YOUR ASSIGNMENT: Without skipping anything, print all of the data exactly.

SUPPLIED DATA:

- Opening Delimiter -

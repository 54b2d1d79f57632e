use std::fs;
use std::path::Path;
use std::process::{Command, Output};

use serde_json::{json, Value};

fn seekscan(args: &[&str]) -> Output {
    Command::new(env!("CARGO_BIN_EXE_seekscan"))
        .args(args)
        .output()
        .expect("run seekscan")
}

fn stdout_json(output: &Output) -> Value {
    assert!(
        output.status.success(),
        "command failed: {}",
        String::from_utf8_lossy(&output.stderr)
    );
    let text = String::from_utf8_lossy(&output.stdout);
    let line = text.lines().last().expect("json line");
    serde_json::from_str(line).expect("valid json")
}

fn header(x: f64, y: f64) -> Value {
    json!({
        "stage_position": {"x": x, "y": y},
        "binning": 1,
        "exposure": 0.1,
        "magnification": 2500
    })
}

fn write_observations(dir: &Path) -> String {
    let observations = json!([
        header(50.0, 0.0),
        header(0.0, 50.0),
        header(-50.0, 0.0),
        header(1050.0, 0.0),
        header(1000.0, 50.0),
        header(950.0, 0.0)
    ]);
    let path = dir.join("observations.json");
    fs::write(&path, observations.to_string()).unwrap();
    path.display().to_string()
}

#[test]
fn grid_reports_tile_summary() {
    let output = seekscan(&["grid", "--radius", "75", "--box-x", "10"]);
    let report = stdout_json(&output);
    assert_eq!(report["summary"]["nx"], 13);
    assert!(report["count"].as_u64().unwrap() > 0);
}

#[test]
fn prepare_then_run_unattended() {
    let dir = tempfile::tempdir().unwrap();
    let dir_arg = dir.path().display().to_string();
    let observations = write_observations(dir.path());

    let summary = stdout_json(&seekscan(&[
        "prepare",
        "--dir",
        &dir_arg,
        "--observations",
        &observations,
    ]));
    assert_eq!(summary["holes"], 2);
    assert!(dir.path().join("experiment.json").is_file());

    let output = seekscan(&["run", "--dir", &dir_arg, "--unattended", "--seed", "3"]);
    assert!(
        output.status.success(),
        "run failed: {}",
        String::from_utf8_lossy(&output.stderr)
    );
    let report: Value =
        serde_json::from_slice(&fs::read(dir.path().join("scan/scan_report.json")).unwrap())
            .unwrap();
    assert_eq!(report["completed"], true);
    assert_eq!(report["holes_visited"], 2);
    let ledger = fs::read_to_string(dir.path().join("scan/ledger.csv")).unwrap();
    assert!(ledger.starts_with("kind,hole,offset,object"));
    assert!(ledger.contains("image_0001_0000"));
}

#[test]
fn reconcile_applies_the_mean_shift() {
    let dir = tempfile::tempdir().unwrap();
    let dir_arg = dir.path().display().to_string();
    let observations = write_observations(dir.path());
    stdout_json(&seekscan(&[
        "prepare",
        "--dir",
        &dir_arg,
        "--observations",
        &observations,
    ]));
    fs::write(
        dir.path().join("hole_positions.json"),
        json!([{"x": 4.0, "y": 2.0}, {"x": 1004.0, "y": 2.0}]).to_string(),
    )
    .unwrap();

    let summary = stdout_json(&seekscan(&["reconcile", "--dir", &dir_arg]));
    assert_eq!(summary["contributing"], 2);
    let correction = &summary["correction"];
    assert!((correction["x"].as_f64().unwrap() - 4.0).abs() < 1e-6);
    assert!((correction["y"].as_f64().unwrap() - 2.0).abs() < 1e-6);

    let experiment: Value =
        serde_json::from_slice(&fs::read(dir.path().join("experiment.json")).unwrap()).unwrap();
    assert_eq!(experiment["planned_centers"].as_array().unwrap().len(), 2);
}

#[test]
fn map_holes_merges_detections() {
    let dir = tempfile::tempdir().unwrap();
    let dir_arg = dir.path().display().to_string();
    let detections = json!([
        {"stage_position": {"x": 0.0, "y": 0.0}, "centroids": [{"x": 512.0, "y": 512.0}]},
        {"stage_position": {"x": 100.0, "y": 0.0}, "centroids": [{"x": 512.0, "y": 512.0}]},
        {"stage_position": {"x": 90000.0, "y": 0.0}, "centroids": [{"x": 512.0, "y": 512.0}]}
    ]);
    let path = dir.path().join("detections.json");
    fs::write(&path, detections.to_string()).unwrap();

    let map = stdout_json(&seekscan(&[
        "map-holes",
        "--dir",
        &dir_arg,
        "--detections",
        &path.display().to_string(),
    ]));
    assert_eq!(map["raw_count"], 3);
    assert_eq!(map["positions"].as_array().unwrap().len(), 2);
    assert!(dir.path().join("hole_positions.json").is_file());
}

#[test]
fn status_lists_missing_inputs() {
    let dir = tempfile::tempdir().unwrap();
    let dir_arg = dir.path().display().to_string();
    let report = stdout_json(&seekscan(&["status", "--dir", &dir_arg]));
    assert_eq!(report["status"], "incomplete");
    assert!(!seekscan(&["status", "--dir", &dir_arg, "--strict"])
        .status
        .success());
}

#[test]
fn goto_hole_rejects_unknown_index() {
    let dir = tempfile::tempdir().unwrap();
    let dir_arg = dir.path().display().to_string();
    fs::write(
        dir.path().join("hole_positions.json"),
        json!([{"x": 1.0, "y": 2.0}]).to_string(),
    )
    .unwrap();
    assert!(seekscan(&["goto-hole", "0", "--dir", &dir_arg]).status.success());
    assert!(!seekscan(&["goto-hole", "5", "--dir", &dir_arg]).status.success());
}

- Closing Delimiter -

ANSWER:
repository 54b2d1d79f57632e
use std::fs;
use std::path::Path;
use std::process::{Command, Output};

use serde_json::{json, Value};

fn seekscan(args: &[&str]) -> Output {
    Command::new(env!("CARGO_BIN_EXE_seekscan"))
        .args(args)
        .output()
        .expect("run seekscan")
}

fn stdout_json(output: &Output) -> Value {
    assert!(
        output.status.success(),
        "command failed: {}",
        String::from_utf8_lossy(&output.stderr)
    );
    let text = String::from_utf8_lossy(&output.stdout);
    let line = text.lines().last().expect("json line");
    serde_json::from_str(line).expect("valid json")
}

fn header(x: f64, y: f64) -> Value {
    json!({
        "stage_position": {"x": x, "y": y},
        "binning": 1,
        "exposure": 0.1,
        "magnification": 2500
    })
}

fn write_observations(dir: &Path) -> String {
    let observations = json!([
        header(50.0, 0.0),
        header(0.0, 50.0),
        header(-50.0, 0.0),
        header(1050.0, 0.0),
        header(1000.0, 50.0),
        header(950.0, 0.0)
    ]);
    let path = dir.join("observations.json");
    fs::write(&path, observations.to_string()).unwrap();
    path.display().to_string()
}

#[test]
fn grid_reports_tile_summary() {
    let output = seekscan(&["grid", "--radius", "75", "--box-x", "10"]);
    let report = stdout_json(&output);
    assert_eq!(report["summary"]["nx"], 13);
    assert!(report["count"].as_u64().unwrap() > 0);
}

#[test]
fn prepare_then_run_unattended() {
    let dir = tempfile::tempdir().unwrap();
    let dir_arg = dir.path().display().to_string();
    let observations = write_observations(dir.path());

    let summary = stdout_json(&seekscan(&[
        "prepare",
        "--dir",
        &dir_arg,
        "--observations",
        &observations,
    ]));
    assert_eq!(summary["holes"], 2);
    assert!(dir.path().join("experiment.json").is_file());

    let output = seekscan(&["run", "--dir", &dir_arg, "--unattended", "--seed", "3"]);
    assert!(
        output.status.success(),
        "run failed: {}",
        String::from_utf8_lossy(&output.stderr)
    );
    let report: Value =
        serde_json::from_slice(&fs::read(dir.path().join("scan/scan_report.json")).unwrap())
            .unwrap();
    assert_eq!(report["completed"], true);
    assert_eq!(report["holes_visited"], 2);
    let ledger = fs::read_to_string(dir.path().join("scan/ledger.csv")).unwrap();
    assert!(ledger.starts_with("kind,hole,offset,object"));
    assert!(ledger.contains("image_0001_0000"));
}

#[test]
fn reconcile_applies_the_mean_shift() {
    let dir = tempfile::tempdir().unwrap();
    let dir_arg = dir.path().display().to_string();
    let observations = write_observations(dir.path());
    stdout_json(&seekscan(&[
        "prepare",
        "--dir",
        &dir_arg,
        "--observations",
        &observations,
    ]));
    fs::write(
        dir.path().join("hole_positions.json"),
        json!([{"x": 4.0, "y": 2.0}, {"x": 1004.0, "y": 2.0}]).to_string(),
    )
    .unwrap();

    let summary = stdout_json(&seekscan(&["reconcile", "--dir", &dir_arg]));
    assert_eq!(summary["contributing"], 2);
    let correction = &summary["correction"];
    assert!((correction["x"].as_f64().unwrap() - 4.0).abs() < 1e-6);
    assert!((correction["y"].as_f64().unwrap() - 2.0).abs() < 1e-6);

    let experiment: Value =
        serde_json::from_slice(&fs::read(dir.path().join("experiment.json")).unwrap()).unwrap();
    assert_eq!(experiment["planned_centers"].as_array().unwrap().len(), 2);
}

#[test]
fn map_holes_merges_detections() {
    let dir = tempfile::tempdir().unwrap();
    let dir_arg = dir.path().display().to_string();
    let detections = json!([
        {"stage_position": {"x": 0.0, "y": 0.0}, "centroids": [{"x": 512.0, "y": 512.0}]},
        {"stage_position": {"x": 100.0, "y": 0.0}, "centroids": [{"x": 512.0, "y": 512.0}]},
        {"stage_position": {"x": 90000.0, "y": 0.0}, "centroids": [{"x": 512.0, "y": 512.0}]}
    ]);
    let path = dir.path().join("detections.json");
    fs::write(&path, detections.to_string()).unwrap();

    let map = stdout_json(&seekscan(&[
        "map-holes",
        "--dir",
        &dir_arg,
        "--detections",
        &path.display().to_string(),
    ]));
    assert_eq!(map["raw_count"], 3);
    assert_eq!(map["positions"].as_array().unwrap().len(), 2);
    assert!(dir.path().join("hole_positions.json").is_file());
}

#[test]
fn status_lists_missing_inputs() {
    let dir = tempfile::tempdir().unwrap();
    let dir_arg = dir.path().display().to_string();
    let report = stdout_json(&seekscan(&["status", "--dir", &dir_arg]));
    assert_eq!(report["status"], "incomplete");
    assert!(!seekscan(&["status", "--dir", &dir_arg, "--strict"])
        .status
        .success());
}

#[test]
fn goto_hole_rejects_unknown_index() {
    let dir = tempfile::tempdir().unwrap();
    let dir_arg = dir.path().display().to_string();
    fs::write(
        dir.path().join("hole_positions.json"),
        json!([{"x": 1.0, "y": 2.0}]).to_string(),
    )
    .unwrap();
    assert!(seekscan(&["goto-hole", "0", "--dir", &dir_arg]).status.success());
    assert!(!seekscan(&["goto-hole", "5", "--dir", &dir_arg]).status.success());
}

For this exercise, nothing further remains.